2. The intelligent fusion management method of transportation energy based on artificial intelligence according to claim 1, characterized in that: The said step S1 includes: Step S101: Select the target charging area, obtain the historical electricity consumption data of the target charging area, analyze the electricity consumption peak time period of the target charging area based on the historical electricity consumption data, and record the electricity consumption peak time period as [t1, t2], where t1 represents the start time point of the electricity consumption peak time period, and t2 represents the end time point of the electricity consumption peak time period. Step S102: Record the time point when the target vehicle arrives at the target charging area as t3, obtain the charging records of the target vehicle, extract the records with the charging amount reaching full charge in the charging records as the target charging record data, obtain the charging record duration corresponding to each target charging record data, input the charging amount and the charging record duration in each target charging record data into the training model to obtain the charging duration prediction model, and input the target charging amount of the target vehicle to output the predicted charging duration TD of the target vehicle. Step S103: Use the time point when the target vehicle arrives at the target charging area as the charging start time. According to the predicted charging duration TD, obtain the charging time period of the target vehicle as [t3, t4], where t3 represents the start time point of the charging time period, and t4 represents the end time point of the charging time period. Establish a time axis, mark the electricity consumption peak time period and the charging time period on the time axis, mark the overlapping time period as [t5, t6], and calculate the overlapping degree C1. The calculation formula is C1 = (t6 - t5) / (t3 - t4), where (t3 - t4) represents the charging duration of the charging time period [t3, t4], and (t6 - t5) represents the overlapping duration of the overlapping time period [t5, t6].

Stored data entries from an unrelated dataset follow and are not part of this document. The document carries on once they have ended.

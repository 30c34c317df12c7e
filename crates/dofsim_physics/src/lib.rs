//! Physics simulation for dofsim
//!
//! This crate turns a [`dofsim_core::RobotModel`] into a `rapier3d` world:
//! - One rigid body per link, colliders from the collision geometry
//! - Impulse joints whose zero position is the model's rest pose
//! - A control vector with one velocity target per actuated joint
//! - A fixed-timestep clock for driving the world from wall time

pub mod body;
pub mod clock;
pub mod error;
pub mod joint;
pub mod material;
pub mod world;

// Re-export commonly used types
pub use body::LinkBody;
pub use clock::{SimClock, MAX_STEPS_PER_FRAME};
pub use error::PhysicsError;
pub use joint::{ArmJoint, JointState};
pub use material::PhysicsMaterial;
pub use world::{ArmWorld, PhysicsConfig};
//! Fixed-timestep clock
//!
//! The viewer renders at whatever rate the display allows while the world
//! advances in fixed control steps. [`SimClock`] accumulates wall time and
//! reports how many steps are due.

use std::time::Duration;

/// Upper bound on steps taken in a single frame
///
/// After a long stall (window drag, breakpoint) the clock drops the backlog
/// instead of trying to catch up.
pub const MAX_STEPS_PER_FRAME: u32 = 8;

/// Accumulates wall time into fixed simulation steps
#[derive(Clone, Debug)]
pub struct SimClock {
    step: f64,
    accumulator: f64,
    /// Simulated time advanced so far, in seconds
    elapsed: f64,
    paused: bool,
}

impl SimClock {
    /// Create a clock for the given step length in seconds
    pub fn new(step: f32) -> Self {
        Self {
            step: f64::from(step.max(f32::EPSILON)),
            accumulator: 0.0,
            elapsed: 0.0,
            paused: false,
        }
    }

    /// Feed wall time; returns the number of steps to run now
    pub fn advance(&mut self, dt: Duration) -> u32 {
        if self.paused {
            return 0;
        }
        self.accumulator += dt.as_secs_f64();

        let due = (self.accumulator / self.step).floor();
        let steps = (due as u32).min(MAX_STEPS_PER_FRAME);
        if due as u32 > MAX_STEPS_PER_FRAME {
            log::trace!("Dropping {} overdue steps", due as u32 - MAX_STEPS_PER_FRAME);
            self.accumulator = 0.0;
        } else {
            self.accumulator -= f64::from(steps) * self.step;
        }
        self.elapsed += f64::from(steps) * self.step;
        steps
    }

    /// Fraction of a step left in the accumulator, in [0, 1)
    pub fn alpha(&self) -> f32 {
        (self.accumulator / self.step) as f32
    }

    /// Simulated seconds handed out so far
    pub fn elapsed(&self) -> f64 {
        self.elapsed
    }

    pub fn is_paused(&self) -> bool {
        self.paused
    }

    /// Pause or resume; pausing discards any partial step
    pub fn set_paused(&mut self, paused: bool) {
        self.paused = paused;
        if paused {
            self.accumulator = 0.0;
        }
    }

    /// Toggle pause, returning the new state
    pub fn toggle_pause(&mut self) -> bool {
        self.set_paused(!self.paused);
        self.paused
    }

    /// Forget accumulated and elapsed time
    pub fn reset(&mut self) {
        self.accumulator = 0.0;
        self.elapsed = 0.0;
    }
}

#[cfg(test)]
mod tests {
    use super::*;

    #[test]
    fn test_whole_steps() {
        let mut clock = SimClock::new(0.01);
        assert_eq!(clock.advance(Duration::from_millis(35)), 3);
        assert!((clock.alpha() - 0.5).abs() < 1e-3);
        assert_eq!(clock.advance(Duration::from_millis(5)), 1);
        assert!((clock.elapsed() - 0.04).abs() < 1e-6);
    }

    #[test]
    fn test_backlog_is_capped() {
        let mut clock = SimClock::new(0.002);
        assert_eq!(clock.advance(Duration::from_secs(1)), MAX_STEPS_PER_FRAME);
        assert_eq!(clock.alpha(), 0.0);
    }

    #[test]
    fn test_pause() {
        let mut clock = SimClock::new(0.01);
        assert!(clock.toggle_pause());
        assert_eq!(clock.advance(Duration::from_millis(100)), 0);
        assert!(!clock.toggle_pause());
        assert_eq!(clock.advance(Duration::from_millis(20)), 2);
    }

    #[test]
    fn test_reset() {
        let mut clock = SimClock::new(0.01);
        clock.advance(Duration::from_millis(25));
        clock.reset();
        assert_eq!(clock.elapsed(), 0.0);
        assert_eq!(clock.alpha(), 0.0);
    }
}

3. A traffic energy intelligent fusion management system based on artificial intelligence, which is applied to the traffic energy intelligent fusion management method according to any one of claims 1-2, and is characterized in that: The said management system includes an electricity consumption peak prediction module, a charging area selection module, and an electricity demand analysis module; the electricity consumption peak prediction module is used to predict the electricity consumption peak time periods of each charging area and each power distribution network area, and calculate the overlapping degree between the charging time period of the target vehicle and the electricity consumption peak time period. The charging area selection module is used to output the recommended alternative charging areas to be selected according to the calculated overlapping degree and the function values of each charging area; the electricity demand analysis module is used to analyze and calculate the standby electricity demand of the target vehicle, calculate the recommended charging duration of the target vehicle according to the standby electricity demand, and push it to the user terminal.

4. The intelligent fusion management system for transportation energy based on artificial intelligence according to claim 3, wherein: The electricity peak prediction module includes a charging area unit, a power distribution area unit, and a target vehicle unit. The charging area unit is used to obtain the electricity peak time period of the target charging area, and the power distribution area unit is used to obtain the electricity peak time period of the divided power grid area; the target vehicle unit is used to obtain the charging time period of the target vehicle.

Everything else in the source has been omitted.